When some animals are more equal than others

When some animals are more equal than others

One of the most interesting books that I have read is an allegorical novel written by George Orwell called Animal Farm. Orwell’s book was a warning that the ideology that was being engaged by the government of the Soviet Union was not realistic. Rather it was a feeble dream being sold to the people.
For those who are not aware of the book I will just give a brief summary of what it is about. This is a book that was published in England in 1945. It is a story about animals on a farm that revolted against the farmer because they believed he was not treating them well. The animals decided to choose leaders amongst themselves. They hoped that if they were led by one of their own and not a human their lives would improve and they would not be mistreated.

At the beginning of their own democratic government, the animals agreed on a set of rules that would direct them. One of the rules was “all animals are equal.”
However, the animals that led the pack, the pigs, became greedy and started adopting the lifestyle of the people. When questioned about the changes they were making on the farm, they secretly changed the rules. One important rule they changed was that of “all animals are equal” which they converted to “all animals are equal but some animals are more equal than others.”
During the reign of the government led by congress cadres, many people from all sectors in Lesotho became agitated. Their main concern was the high level of nepotism that was on display. There was rampant abuse of the tender system.

The highly politicised deployment of top government officials, such as Principal Secretaries and ambassadors, was carried out in the most unethical of ways. All these and more misfortunes did not sit down well with most Basotho. As such they wanted change in the way things were being done.
It is for the reasons tabulated in the preceding paragraphs that Basotho felt the need to do away with Pakalitha Mosisili and anything that was connected to the congress ideology. Their belief was that all that had connections with the congress movement was rotten and a platform for injustice.
As a result, Basotho made sure that on 3 June 2017, they kicked the congress government and all those who shared similar ideology from office. They did what the animals in the book Animal Farm did to Mr Jones, the farm owner.

Unfortunately their newly found joy in the new coalition government did not last long as they were soon to discover that actually nothing had changed. When the new government came into office, the deployment policy of top government officials remained the same.
The allocation of tenders to friends and family never changed. When the masses began to complain and grumble that nothing had changed they got a very simple answer from those in authority: this happened even during the previous coalition government led by Mosisili.

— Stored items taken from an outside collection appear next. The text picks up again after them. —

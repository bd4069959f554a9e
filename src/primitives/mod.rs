//! Low-level primitives
//!
//! Grammar detection, tokenizing and styled lines.

pub mod highlighter;
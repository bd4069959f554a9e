use crate::common::harness::EditorTestHarness;
use crossterm::event::{KeyCode, KeyModifiers};
use std::time::Duration;

const PYTHON_SOURCE: &str = "def main():\n    return 0\n";

/// Row and column where content text starts in a single full-width pane
/// (below the tab header, after a 4-column gutter)
const CONTENT_ROW: u16 = 2;
const TEXT_COL: u16 = 4;

/// Editing one view of a shared file re-highlights what the other view shows
#[test]
fn test_edit_in_one_view_highlights_in_the_other() {
    let mut harness = EditorTestHarness::new(80, 24).unwrap();
    let path = harness.create_file("a.py", PYTHON_SOURCE).unwrap();
    let first = harness.open_file(&path).unwrap();
    let second = harness.open_file(&path).unwrap();

    let workspace = harness.editor().workspace();
    let document = workspace.view(first).unwrap().document().clone();
    assert!(std::sync::Arc::ptr_eq(
        &document,
        workspace.view(second).unwrap().document()
    ));
    assert_eq!(workspace.store().len(), 1);

    // Edit through the first tab
    harness.mouse_click(2, 0).unwrap();
    harness.type_text("x=1").unwrap();
    harness.send_key(KeyCode::Enter, KeyModifiers::NONE).unwrap();

    // Back to the second tab; nothing highlighted yet
    harness.mouse_click(9, 0).unwrap();
    harness.assert_screen_contains("  1 x=1");
    let theme = harness.editor().theme().clone();
    let def_style = harness.get_cell_style(TEXT_COL, CONTENT_ROW + 1).unwrap();
    assert_eq!(def_style.fg, Some(theme.editor_fg));
    assert_eq!(document.highlight_generation(), 0);

    harness.advance_time(Duration::from_millis(500)).unwrap();

    assert_eq!(document.highlight_generation(), 1);
    let styled = document.styled_snapshot();
    assert!(styled.len() >= document.line_count());
    assert!(styled[0].matches("x=1"));
    assert!(styled[0].is_highlighted());

    harness.assert_screen_contains("  1 x=1");
    let def_style = harness.get_cell_style(TEXT_COL, CONTENT_ROW + 1).unwrap();
    assert_eq!(def_style.fg, Some(theme.syntax_keyword));
    assert!(harness.get_status_bar().contains("Python"));
}

/// A burst of edits inside the debounce window produces one highlight pass
#[test]
fn test_edit_burst_coalesces_into_one_pass() {
    let mut harness = EditorTestHarness::new(80, 24).unwrap();
    let path = harness.create_file("main.rs", "fn main() {}\n").unwrap();
    let view = harness.open_file(&path).unwrap();
    let document = harness
        .editor()
        .workspace()
        .view(view)
        .unwrap()
        .document()
        .clone();

    for ch in ['a', 'b', 'c'] {
        harness.type_text(&ch.to_string()).unwrap();
        harness.advance_time(Duration::from_millis(200)).unwrap();
        assert_eq!(document.highlight_generation(), 0);
    }

    // 500ms after the last keystroke, minus one
    harness.advance_time(Duration::from_millis(299)).unwrap();
    assert_eq!(document.highlight_generation(), 0);

    harness.advance_time(Duration::from_millis(1)).unwrap();
    assert_eq!(document.highlight_generation(), 1);

    harness.advance_time(Duration::from_secs(5)).unwrap();
    assert_eq!(document.highlight_generation(), 1);
}

/// A freshly opened file gets its first highlight after the initial delay
#[test]
fn test_initial_highlight_after_open() {
    let mut harness = EditorTestHarness::new(80, 24).unwrap();
    let path = harness.create_file("main.rs", "fn main() {}\n").unwrap();
    harness.open_file(&path).unwrap();
    let theme = harness.editor().theme().clone();

    harness.advance_time(Duration::from_millis(299)).unwrap();
    let fn_style = harness.get_cell_style(TEXT_COL, CONTENT_ROW).unwrap();
    assert_eq!(fn_style.fg, Some(theme.editor_fg));

    harness.advance_time(Duration::from_millis(1)).unwrap();
    let fn_style = harness.get_cell_style(TEXT_COL, CONTENT_ROW).unwrap();
    assert_eq!(fn_style.fg, Some(theme.syntax_keyword));
    assert!(harness.get_status_bar().contains("Rust"));
}

/// Files without a known grammar render as plain text
#[test]
fn test_unknown_grammar_stays_plain() {
    let mut harness = EditorTestHarness::new(80, 24).unwrap();
    let path = harness.create_file("notes.txt", "fn main() {}\n").unwrap();
    harness.open_file(&path).unwrap();
    harness.advance_time(Duration::from_millis(300)).unwrap();

    let theme = harness.editor().theme().clone();
    let style = harness.get_cell_style(TEXT_COL, CONTENT_ROW).unwrap();
    assert_eq!(style.fg, Some(theme.editor_fg));
    harness.assert_screen_contains("fn main() {}");
}
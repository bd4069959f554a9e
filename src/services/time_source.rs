//! Time abstraction so timer-driven behavior can be tested with a synthetic clock.
//!
//! Production code uses [`RealTimeSource`]. Tests use [`TestTimeSource`] and
//! advance it explicitly, which makes debounce windows deterministic.

use parking_lot::Mutex;
use std::sync::Arc;
use std::time::{Duration, Instant};

/// Source of the current time
pub trait TimeSource: Send + Sync + std::fmt::Debug {
    /// Current instant
    fn now(&self) -> Instant;

    /// Time elapsed since `earlier` according to this source
    fn elapsed_since(&self, earlier: Instant) -> Duration {
        self.now().saturating_duration_since(earlier)
    }
}

/// Shared handle used throughout the editor
pub type SharedTimeSource = Arc<dyn TimeSource>;

/// Wall-clock time
#[derive(Debug, Default, Clone, Copy)]
pub struct RealTimeSource;

impl RealTimeSource {
    pub fn shared() -> SharedTimeSource {
        Arc::new(Self)
    }
}

impl TimeSource for RealTimeSource {
    fn now(&self) -> Instant {
        Instant::now()
    }
}

/// Synthetic clock that only moves when told to
#[derive(Debug)]
pub struct TestTimeSource {
    base: Instant,
    offset: Mutex<Duration>,
}

impl TestTimeSource {
    pub fn new() -> Self {
        Self {
            base: Instant::now(),
            offset: Mutex::new(Duration::ZERO),
        }
    }

    pub fn shared() -> Arc<Self> {
        Arc::new(Self::new())
    }

    /// Move the clock forward
    pub fn advance(&self, by: Duration) {
        *self.offset.lock() += by;
    }

    /// Total time advanced since creation
    pub fn elapsed(&self) -> Duration {
        *self.offset.lock()
    }
}

impl Default for TestTimeSource {
    fn default() -> Self {
        Self::new()
    }
}

impl TimeSource for TestTimeSource {
    fn now(&self) -> Instant {
        self.base + *self.offset.lock()
    }
}
pub mod documents;
pub mod drag_drop;
pub mod editing;
pub mod highlighting;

It is a sad reality for Basotho to realise today that the government they voted into office is similar to the one they discarded. It is very sad to realise that the change they thought they voted for does not exist. Dreams have been trashed and hopes have been dashed as reality sets in that in Lesotho all animals are equal but some animals are more equal than others.
It is really sad to realise that even though public servants got a zero percent salary adjustment, the government can still manage to buy top of the range cars for senior officials.
Moreover, it is evident that although the government cannot abide by the court ruling to give police officers their six percent salary adjustment, official trips will not be curbed. Just the other day I was baffled to come across a leaked government memo on a trip to Vancouver, Canada, for a Women Deliver Conference.
The alleged memo has a list of five men that will accompany one woman to a supposed “women’s conference.” I really am perplexed as to how the delegation was chosen. My concern is not necessarily of the number of delegates as that will be debate for another day. The bone of contention for me is what all those men will be doing during the proceedings of the conference.

I am also wondering if those men are being genuinely sent for the benefit of the country or for the benefit of their own pockets as they will be given per diems. It is issues like this that remind us that what Orwell has written did not only apply to the old Soviet Union but is a timeless piece of literature that still affects us even today.
I so wish that one day all animals will at least be equal in the true sense of equality. I hope when the reforms are done and dusted we will have a depoliticised public service, professionalised foreign missions and arms of state that are independent.